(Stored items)
#[cfg(test)]
mod tests {
    use super::*;
    use crate::{CustomerDetails, OrderStoreExt};
    use common::Money;

    fn new_order(key: Option<&str>) -> NewOrder {
        NewOrder {
            user_id: Some(UserId::new()),
            customer: CustomerDetails::default(),
            subtotal: Money::from_cents(2000),
            shipping: Money::from_cents(500),
            tax: Money::from_cents(160),
            total: Money::from_cents(2660),
            idempotency_key: key.map(String::from),
        }
    }

    fn new_item(product_id: ProductId, quantity: u32) -> NewOrderItem {
        NewOrderItem {
            product_id,
            product_name: "Widget".to_string(),
            quantity,
            unit_price: Money::from_cents(1000),
            size: None,
            color: None,
            image: None,
        }
    }

    #[tokio::test]
    async fn insert_and_get_product() {
        let store = InMemoryStore::new();
        let product = store
            .insert_product(NewProduct::new("Widget", Money::from_cents(1000), 5))
            .await
            .unwrap();

        let loaded = store.get_product(product.id).await.unwrap().unwrap();
        assert_eq!(loaded, product);
        assert!(store.get_product(ProductId::new()).await.unwrap().is_none());
    }

    #[tokio::test]
    async fn list_products_sorted_and_filtered() {
        let store = InMemoryStore::new();
        for (name, category) in [("Zip Hoodie", "tops"), ("Anorak", "outerwear"), ("Tee", "tops")] {
            store
                .insert_product(
                    NewProduct::new(name, Money::from_cents(1000), 1).with_category(category),
                )
                .await
                .unwrap();
        }

        let all = store.list_products(ProductQuery::new()).await.unwrap();
        let names: Vec<_> = all.iter().map(|p| p.name.as_str()).collect();
        assert_eq!(names, ["Anorak", "Tee", "Zip Hoodie"]);

        let tops = store
            .list_products(ProductQuery::new().category("tops").limit(1))
            .await
            .unwrap();
        assert_eq!(tops.len(), 1);
        assert_eq!(tops[0].name, "Tee");
    }

    #[tokio::test]
    async fn set_stock_allows_negative_values() {
        let store = InMemoryStore::new();
        let product = store
            .insert_product(NewProduct::new("Widget", Money::from_cents(1000), 1))
            .await
            .unwrap();

        store.set_stock(product.id, -1).await.unwrap();
        assert_eq!(store.stock_of(product.id).await, Some(-1));
    }

    #[tokio::test]
    async fn conditional_decrement_guards_stock() {
        let store = InMemoryStore::new();
        let product = store
            .insert_product(NewProduct::new("Widget", Money::from_cents(1000), 3))
            .await
            .unwrap();

        assert_eq!(
            store
                .decrement_stock_if_available(product.id, 2)
                .await
                .unwrap(),
            Some(1)
        );
        assert_eq!(
            store
                .decrement_stock_if_available(product.id, 2)
                .await
                .unwrap(),
            None
        );
        assert_eq!(store.stock_of(product.id).await, Some(1));

        let missing = store.decrement_stock_if_available(ProductId::new(), 1).await;
        assert!(matches!(missing, Err(StoreError::NotFound { .. })));
    }

    #[tokio::test]
    async fn increment_stock_adds_units() {
        let store = InMemoryStore::new();
        let product = store
            .insert_product(NewProduct::new("Widget", Money::from_cents(1000), 0))
            .await
            .unwrap();
        assert_eq!(store.increment_stock(product.id, 4).await.unwrap(), 4);
    }

    #[tokio::test]
    async fn cart_upsert_merges_same_line() {
        let store = InMemoryStore::new();
        let user = UserId::new();
        let cart = store.create_cart(user).await.unwrap();
        let product_id = ProductId::new();

        let first = store
            .upsert_cart_item(cart.id, NewCartItem::new(product_id, 1))
            .await
            .unwrap();
        let second = store
            .upsert_cart_item(cart.id, NewCartItem::new(product_id, 3))
            .await
            .unwrap();

        assert_eq!(first.id, second.id);
        assert_eq!(second.quantity, 3);
        assert_eq!(store.list_cart_items(cart.id).await.unwrap().len(), 1);
    }

    #[tokio::test]
    async fn one_active_cart_per_user() {
        let store = InMemoryStore::new();
        let user = UserId::new();
        let cart = store.create_cart(user).await.unwrap();

        assert!(matches!(
            store.create_cart(user).await,
            Err(StoreError::Conflict(_))
        ));

        store.deactivate_cart(cart.id).await.unwrap();
        assert!(store.get_active_cart(user).await.unwrap().is_none());
        assert!(store.create_cart(user).await.is_ok());
    }

    #[tokio::test]
    async fn insert_order_with_items() {
        let store = InMemoryStore::new();
        let order = store.insert_order(new_order(None)).await.unwrap();
        let product_id = ProductId::new();

        store
            .insert_order_items(order.id, vec![new_item(product_id, 2), new_item(product_id, 1)])
            .await
            .unwrap();

        let (loaded, items) = store.get_order_with_items(order.id).await.unwrap().unwrap();
        assert_eq!(loaded.id, order.id);
        assert_eq!(items.len(), 2);
        assert_eq!(items[0].line_total().cents(), 2000);
    }

    #[tokio::test]
    async fn duplicate_idempotency_key_conflicts() {
        let store = InMemoryStore::new();
        store.insert_order(new_order(Some("chk-1"))).await.unwrap();

        let result = store.insert_order(new_order(Some("chk-1"))).await;
        assert!(matches!(result, Err(StoreError::Conflict(_))));

        let found = store.find_order_by_idempotency_key("chk-1").await.unwrap();
        assert!(found.is_some());
        assert_eq!(store.order_count().await, 1);
    }

    #[tokio::test]
    async fn released_key_frees_it_for_a_new_order() {
        let store = InMemoryStore::new();
        let order = store.insert_order(new_order(Some("chk-2"))).await.unwrap();

        assert!(store.release_idempotency_key(order.id).await.unwrap());
        assert!(store.find_order_by_idempotency_key("chk-2").await.unwrap().is_none());
        assert!(store.get_order(order.id).await.unwrap().is_some());

        store.insert_order(new_order(Some("chk-2"))).await.unwrap();
        assert_eq!(store.order_count().await, 2);
        assert!(!store.release_idempotency_key(OrderId::new()).await.unwrap());
    }

    #[tokio::test]
    async fn injected_failure_leaves_no_rows() {
        let store = InMemoryStore::new();
        let order = store.insert_order(new_order(None)).await.unwrap();
        store.fail_on(FailPoint::InsertOrderItems).await;

        let result = store
            .insert_order_items(order.id, vec![new_item(ProductId::new(), 1)])
            .await;
        assert!(matches!(result, Err(StoreError::Unavailable(_))));
        assert_eq!(store.order_item_count().await, 0);

        store.clear_failures().await;
        assert!(
            store
                .insert_order_items(order.id, vec![new_item(ProductId::new(), 1)])
                .await
                .is_ok()
        );
    }

    #[tokio::test]
    async fn fail_on_call_hits_only_that_call() {
        let store = InMemoryStore::new();
        let product = store
            .insert_product(NewProduct::new("Widget", Money::from_cents(1000), 5))
            .await
            .unwrap();
        store.fail_on_call(FailPoint::AdjustStock, 2).await;

        assert!(store.set_stock(product.id, 4).await.is_ok());
        assert!(store.set_stock(product.id, 3).await.is_err());
        assert!(store.set_stock(product.id, 2).await.is_ok());
        assert_eq!(store.stock_of(product.id).await, Some(2));
    }

    #[tokio::test]
    async fn list_orders_newest_first_with_pagination() {
        let store = InMemoryStore::new();
        let first = store.insert_order(new_order(None)).await.unwrap();
        let second = store.insert_order(new_order(None)).await.unwrap();
        let third = store.insert_order(new_order(None)).await.unwrap();

        let orders = store.list_orders(OrderQuery::new()).await.unwrap();
        let ids: Vec<_> = orders.iter().map(|o| o.id).collect();
        assert_eq!(ids, [third.id, second.id, first.id]);

        let page = store
            .list_orders(OrderQuery::new().offset(1).limit(1))
            .await
            .unwrap();
        assert_eq!(page[0].id, second.id);
    }

    #[tokio::test]
    async fn update_statuses() {
        let store = InMemoryStore::new();
        let order = store.insert_order(new_order(None)).await.unwrap();

        let updated = store
            .update_order_status(order.id, OrderStatus::Processing)
            .await
            .unwrap();
        assert_eq!(updated.status, OrderStatus::Processing);

        let updated = store
            .update_payment_status(order.id, PaymentStatus::Paid)
            .await
            .unwrap();
        assert_eq!(updated.payment_status, PaymentStatus::Paid);

        let missing = store
            .update_order_status(OrderId::new(), OrderStatus::Shipped)
            .await;
        assert!(matches!(missing, Err(StoreError::NotFound { .. })));
    }

    #[tokio::test]
    async fn delete_order_and_items() {
        let store = InMemoryStore::new();
        let order = store.insert_order(new_order(None)).await.unwrap();
        store
            .insert_order_items(order.id, vec![new_item(ProductId::new(), 1)])
            .await
            .unwrap();

        assert_eq!(store.delete_order_items(order.id).await.unwrap(), 1);
        assert!(store.delete_order(order.id).await.unwrap());
        assert!(!store.delete_order(order.id).await.unwrap());
        assert_eq!(store.order_count().await, 0);
    }
}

■ PROBLEM
Copy the records above exactly, please, but only from the first line through the line containing "async fn insert_and_get_product()".

■ RESULT OF THE TASK
#[cfg(test)]
mod tests {
    use super::*;
    use crate::{CustomerDetails, OrderStoreExt};
    use common::Money;

    fn new_order(key: Option<&str>) -> NewOrder {
        NewOrder {
            user_id: Some(UserId::new()),
            customer: CustomerDetails::default(),
            subtotal: Money::from_cents(2000),
            shipping: Money::from_cents(500),
            tax: Money::from_cents(160),
            total: Money::from_cents(2660),
            idempotency_key: key.map(String::from),
        }
    }

    fn new_item(product_id: ProductId, quantity: u32) -> NewOrderItem {
        NewOrderItem {
            product_id,
            product_name: "Widget".to_string(),
            quantity,
            unit_price: Money::from_cents(1000),
            size: None,
            color: None,
            image: None,
        }
    }

    #[tokio::test]
    async fn insert_and_get_product() {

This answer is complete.